Supports Digestion: Methi leaves and green peas are known for their ability to aid digestion and prevent constipation.
Improves Bone Health: The calcium and iron in this dish contribute to stronger bones and improved bone density.
Supports Heart Health: Paneer and methi together can help regulate cholesterol levels, promoting better heart health.
Boosts Immunity: The combination of spices like cumin, coriander, and garam masala, along with the antioxidants in methi leaves, can help enhance immune function.
195 kcal
in 188g
Protein:
8.4g
Fats:
14.2g
Carbs:
14.3g
Cholesterol:
12mg
Sodium, Na:
220mg
Potassium, K:
290mg
A flavorful and nutritious curry that combines the bitterness of fenugreek (methi) leaves, the richness of paneer, and the sweetness of fresh green peas. This recipe is easy to make and perfect for a comforting meal with rice or roti. It's full of flavors and packed with health benefits, making it a great addition to your daily diet.
Allergy Advice
This recipe contains Dairy Products, Tree Nuts. People with such allergies should avoid adding such ingredients or try to replace them with better choices.
Ingredients
2
2 tbsp Oil
1 teaspoon Cumin seeds
1 cup Chopped methi
half cup Fresh green peas
100 grams Paneer cubes
Salt as per taste
half teaspoon Cumin powder
1 teaspoon Coriander powder
half teaspoon Garam masala
2 pieces Green Chilies
2 pieces Onions
12 pieces Cashews
half cup Coconut milk
Tips
If you want a spicier dish, add more green chilies or some red chili powder.
Use fresh methi leaves for the best flavor, but frozen leaves can also be used.
If you prefer a richer gravy, you can add a bit of cream or yogurt along with coconut milk.
You can make the paste in advance and refrigerate it for quicker preparation during busy days.
Directions
Heat a saucepan and add enough water to boil. Once the water starts boiling, add chopped onions and cashew nuts. Boil for 4-5 minutes, then strain the mixture. Transfer it to a blender, add green chilies and a little water, and grind into a smooth paste. Set aside.

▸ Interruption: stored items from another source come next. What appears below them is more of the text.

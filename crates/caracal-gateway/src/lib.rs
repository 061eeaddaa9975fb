//! Gateway Enforcement Surface (§4.4): the three thin layers that sit in
//! front of the `caracal-core` evaluator and gate a downstream call.
//!
//! - [`wrapper`] — an in-process function decorator for direct calls.
//! - [`middleware`] — an `axum` request middleware for HTTP services.
//! - [`adapter`] — a template for wrapping a specific external vendor API.
//! - [`mcp`] — the MCP-shaped enforcement endpoints (§6) built on top of
//!   [`middleware`]'s evaluator plumbing.
//!
//! All four share the same evaluator call and the same denial-to-machine-code
//! mapping in [`codes`].

pub mod adapter;
pub mod codes;
pub mod mcp;
pub mod middleware;
pub mod wrapper;

pub use codes::denial_code;
pub use wrapper::{require_authority, AuthorityDenied};
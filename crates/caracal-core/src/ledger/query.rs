//! Ledger query surface: filtered/ordered reads and native SQL aggregation.
//!
//! Aggregation runs as a `GROUP BY` in SQLite rather than by fetching every
//! row and counting in process — the corpus this crate is built from calls
//! out exactly that anti-pattern, and it gets worse the longer the ledger
//! runs.

use std::collections::HashMap;

use chrono::{DateTime, Utc};
use rusqlite::params_from_iter;
use uuid::Uuid;

use crate::error::LedgerError;
use crate::ledger::writer::{decision_str, event_type_str};
use crate::model::{LedgerDecision, LedgerEvent, LedgerEventType};
use crate::store::Store;

/// Combinable filters for [`LedgerQuery::get_events`] (§4.3). `None` fields
/// are unconstrained.
#[derive(Debug, Clone, Default)]
pub struct EventFilter {
    pub principal_id: Option<Uuid>,
    pub mandate_id: Option<Uuid>,
    pub event_type: Option<LedgerEventType>,
    pub decision: Option<LedgerDecision>,
    pub start_time: Option<DateTime<Utc>>,
    pub end_time: Option<DateTime<Utc>>,
    pub limit: Option<u32>,
}

#[derive(Clone)]
pub struct LedgerQuery {
    store: Store,
}

impl LedgerQuery {
    pub fn new(store: Store) -> Self {
        Self { store }
    }

    /// Events matching `filter`, ordered by `timestamp` descending (§4.3).
    pub fn get_events(&self, filter: &EventFilter) -> Result<Vec<LedgerEvent>, LedgerError> {
        let mut sql = String::from(
            "SELECT event_id, event_type, timestamp, principal_id, mandate_id, decision,
                    denial_reason, requested_action, requested_resource, correlation_id, metadata
             FROM ledger_events WHERE 1=1",
        );
        let mut args: Vec<Box<dyn rusqlite::ToSql>> = Vec::new();

        if let Some(pid) = filter.principal_id {
            sql.push_str(" AND principal_id = ?");
            args.push(Box::new(pid.to_string()));
        }
        if let Some(mid) = filter.mandate_id {
            sql.push_str(" AND mandate_id = ?");
            args.push(Box::new(mid.to_string()));
        }
        if let Some(et) = filter.event_type {
            sql.push_str(" AND event_type = ?");
            args.push(Box::new(event_type_str(et)));
        }
        if let Some(decision) = filter.decision {
            sql.push_str(" AND decision = ?");
            args.push(Box::new(decision_str(decision)));
        }
        if let Some(start) = filter.start_time {
            sql.push_str(" AND timestamp >= ?");
            args.push(Box::new(start.to_rfc3339()));
        }
        if let Some(end) = filter.end_time {
            sql.push_str(" AND timestamp <= ?");
            args.push(Box::new(end.to_rfc3339()));
        }
        sql.push_str(" ORDER BY timestamp DESC, event_id DESC");
        if let Some(limit) = filter.limit {
            sql.push_str(" LIMIT ?");
            args.push(Box::new(limit));
        }

        let conn = self.store.conn.lock().unwrap();
        let mut stmt = conn.prepare(&sql).map_err(|e| LedgerError::Store(e.into()))?;
        let rows = stmt
            .query_map(params_from_iter(args.iter().map(|b| b.as_ref())), row_to_event)
            .map_err(|e| LedgerError::Store(e.into()))?
            .collect::<Result<Vec<_>, _>>()
            .map_err(|e| LedgerError::Store(e.into()))?;
        Ok(rows)
    }

    /// Per-principal event counts within `[start_time, end_time]`, optionally
    /// narrowed to one `event_type`, as a single native `GROUP BY` (§4.3) —
    /// never a fetch-then-count over materialized rows.
    pub fn aggregate_by_principal(
        &self,
        start_time: DateTime<Utc>,
        end_time: DateTime<Utc>,
        event_type: Option<LedgerEventType>,
    ) -> Result<HashMap<Uuid, u64>, LedgerError> {
        let conn = self.store.conn.lock().unwrap();
        let mut sql = String::from(
            "SELECT principal_id, COUNT(*) FROM ledger_events WHERE timestamp >= ?1 AND timestamp <= ?2",
        );
        let mut args: Vec<Box<dyn rusqlite::ToSql>> =
            vec![Box::new(start_time.to_rfc3339()), Box::new(end_time.to_rfc3339())];
        if let Some(et) = event_type {
            sql.push_str(" AND event_type = ?3");
            args.push(Box::new(event_type_str(et)));
        }
        sql.push_str(" GROUP BY principal_id");

        let mut stmt = conn.prepare(&sql).map_err(|e| LedgerError::Store(e.into()))?;
        let raw = stmt
            .query_map(params_from_iter(args.iter().map(|b| b.as_ref())), |row| {
                Ok((row.get::<_, String>(0)?, row.get::<_, i64>(1)?))
            })
            .map_err(|e| LedgerError::Store(e.into()))?
            .collect::<Result<Vec<_>, _>>()
            .map_err(|e| LedgerError::Store(e.into()))?;

        raw.into_iter()
            .map(|(pid, count)| {
                Uuid::parse_str(&pid)
                    .map(|id| (id, count as u64))
                    .map_err(|e| LedgerError::Store(rusqlite::Error::InvalidColumnType(0, e.to_string(), rusqlite::types::Type::Text).into()))
            })
            .collect()
    }
}

fn parse_event_type(s: &str) -> Result<LedgerEventType, rusqlite::Error> {
    match s {
        "issued" => Ok(LedgerEventType::Issued),
        "validated" => Ok(LedgerEventType::Validated),
        "denied" => Ok(LedgerEventType::Denied),
        "revoked" => Ok(LedgerEventType::Revoked),
        other => Err(rusqlite::Error::InvalidColumnType(
            1,
            format!("unknown event_type {other}"),
            rusqlite::types::Type::Text,
        )),
    }
}

fn parse_decision(s: &str) -> Result<LedgerDecision, rusqlite::Error> {
    match s {
        "allowed" => Ok(LedgerDecision::Allowed),
        "denied" => Ok(LedgerDecision::Denied),
        other => Err(rusqlite::Error::InvalidColumnType(
            5,
            format!("unknown decision {other}"),
            rusqlite::types::Type::Text,
        )),
    }
}

fn row_to_event(row: &rusqlite::Row<'_>) -> rusqlite::Result<LedgerEvent> {
    let event_id: i64 = row.get(0)?;
    let event_type: String = row.get(1)?;
    let timestamp: String = row.get(2)?;
    let principal_id: String = row.get(3)?;
    let mandate_id: Option<String> = row.get(4)?;
    let decision: Option<String> = row.get(5)?;
    let denial_reason: Option<String> = row.get(6)?;
    let requested_action: Option<String> = row.get(7)?;
    let requested_resource: Option<String> = row.get(8)?;
    let correlation_id: Option<String> = row.get(9)?;
    let metadata: String = row.get(10)?;

    Ok(LedgerEvent {
        event_id: event_id as u64,
        event_type: parse_event_type(&event_type)?,
        timestamp: chrono::DateTime::parse_from_rfc3339(&timestamp)
            .map(|t| t.with_timezone(&chrono::Utc))
            .map_err(|e| rusqlite::Error::InvalidColumnType(2, e.to_string(), rusqlite::types::Type::Text))?,
        principal_id: Uuid::parse_str(&principal_id)
            .map_err(|e| rusqlite::Error::InvalidColumnType(3, e.to_string(), rusqlite::types::Type::Text))?,
        mandate_id: mandate_id
            .map(|s| Uuid::parse_str(&s))
            .transpose()
            .map_err(|e| rusqlite::Error::InvalidColumnType(4, e.to_string(), rusqlite::types::Type::Text))?,
        decision: decision.map(|s| parse_decision(&s)).transpose()?,
        denial_reason,
        requested_action,
        requested_resource,
        correlation_id,
        metadata: serde_json::from_str(&metadata).unwrap_or(serde_json::Value::Null),
    })
}

#[cfg(test)]
mod tests {
    use super::*;
    use crate::ledger::writer::LedgerWriter;
    use crate::model::LedgerDecision;

    #[test]
    fn filters_by_principal_and_type() {
        let store = Store::memory().unwrap();
        let writer = LedgerWriter::new(store.clone());
        let query = LedgerQuery::new(store);

        let p1 = Uuid::new_v4();
        let p2 = Uuid::new_v4();
        writer.record_issuance(p1, Uuid::new_v4(), None, serde_json::json!({})).unwrap();
        writer
            .record_evaluation(p1, None, LedgerDecision::Denied, Some("expired".into()), "a", "r", None, serde_json::json!({}))
            .unwrap();
        writer.record_issuance(p2, Uuid::new_v4(), None, serde_json::json!({})).unwrap();

        let events = query
            .get_events(&EventFilter {
                principal_id: Some(p1),
                event_type: Some(LedgerEventType::Issued),
                ..Default::default()
            })
            .unwrap();
        assert_eq!(events.len(), 1);
        assert_eq!(events[0].principal_id, p1);
    }

    #[test]
    fn aggregate_groups_by_principal_within_time_range() {
        let store = Store::memory().unwrap();
        let writer = LedgerWriter::new(store.clone());
        let query = LedgerQuery::new(store);

        let p1 = Uuid::new_v4();
        let p2 = Uuid::new_v4();
        writer.record_issuance(p1, Uuid::new_v4(), None, serde_json::json!({})).unwrap();
        writer.record_issuance(p1, Uuid::new_v4(), None, serde_json::json!({})).unwrap();
        writer.record_issuance(p2, Uuid::new_v4(), None, serde_json::json!({})).unwrap();

        let start = Utc::now() - chrono::Duration::hours(1);
        let end = Utc::now() + chrono::Duration::hours(1);
        let counts = query.aggregate_by_principal(start, end, Some(LedgerEventType::Issued)).unwrap();
        assert_eq!(counts.get(&p1), Some(&2));
        assert_eq!(counts.get(&p2), Some(&1));
    }

    #[test]
    fn aggregate_excludes_events_outside_time_range() {
        let store = Store::memory().unwrap();
        let writer = LedgerWriter::new(store.clone());
        let query = LedgerQuery::new(store);

        let p1 = Uuid::new_v4();
        writer.record_issuance(p1, Uuid::new_v4(), None, serde_json::json!({})).unwrap();

        let long_ago_start = Utc::now() - chrono::Duration::days(10);
        let long_ago_end = Utc::now() - chrono::Duration::days(9);
        let counts = query.aggregate_by_principal(long_ago_start, long_ago_end, None).unwrap();
        assert!(counts.is_empty());
    }

    #[test]
    fn events_ordered_by_timestamp_descending() {
        let store = Store::memory().unwrap();
        let writer = LedgerWriter::new(store.clone());
        let query = LedgerQuery::new(store);

        let p1 = Uuid::new_v4();
        let first = writer.record_issuance(p1, Uuid::new_v4(), None, serde_json::json!({})).unwrap();
        let second = writer.record_issuance(p1, Uuid::new_v4(), None, serde_json::json!({})).unwrap();

        let events = query.get_events(&EventFilter::default()).unwrap();
        assert_eq!(events[0].event_id, second.event_id);
        assert_eq!(events[1].event_id, first.event_id);
    }
}
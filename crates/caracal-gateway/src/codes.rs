//! Stable machine codes for the gateway surface (§4.4).
//!
//! `Decision::reason` crosses the core/gateway boundary as a plain message
//! string (`"expired"`, `"mandate_revoked: rotated"`, ...), not the
//! `DenialReason` enum itself. This maps it back to the same codes
//! `DenialReason::code()` produces on the core side, so JSON error bodies
//! carry a code a caller can match on without parsing the message.

/// Translates an evaluator denial reason string into its stable code.
/// Unrecognized reasons (there should be none) fall back to the generic
/// validation-failure code rather than panicking.
pub fn denial_code(reason: &str) -> &'static str {
    if reason.starts_with("mandate_revoked") {
        return "MANDATE_REVOKED";
    }
    match reason {
        "no_mandate_provided" => "MANDATE_NOT_PROVIDED",
        "mandate_not_found" => "MANDATE_NOT_FOUND",
        "not_yet_valid" => "MANDATE_NOT_YET_VALID",
        "expired" => "MANDATE_EXPIRED",
        "signature_verification_failed" => "MANDATE_INVALID_SIGNATURE",
        "action_not_in_scope" => "ACTION_NOT_IN_SCOPE",
        "resource_not_in_scope" => "RESOURCE_NOT_IN_SCOPE",
        "delegation_chain_invalid" => "DELEGATION_CHAIN_INVALID",
        _ => "MANDATE_VALIDATION_FAILED",
    }
}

Heat 2 tablespoons of oil in a kadhai or deep pan. Add cumin seeds and sauté for a few seconds until aromatic. Now, add the chopped methi leaves and fresh green peas. Sauté the mixture for 2-3 minutes until the methi softens.
Add the paneer cubes to the pan and sauté for another 2 minutes. Add salt, cumin powder, coriander powder, and garam masala. Mix everything well and let it cook for a minute.
Now, add the paste you prepared earlier to the pan. Stir well and cook for 2-3 minutes until the spices are well-blended. Add the coconut milk and a little water if the gravy seems too thick. Cover the pan and let it cook for 5-6 minutes on low heat, allowing all the flavors to blend together.
Once the gravy reaches your desired consistency, garnish with fresh coriander leaves. Serve hot with roti, paratha, or rice.
Notes
If you're allergic to nuts or dairy products, this dish should be avoided or modified.
While methi is generally safe, excessive consumption during pregnancy can lead to uterine contractions.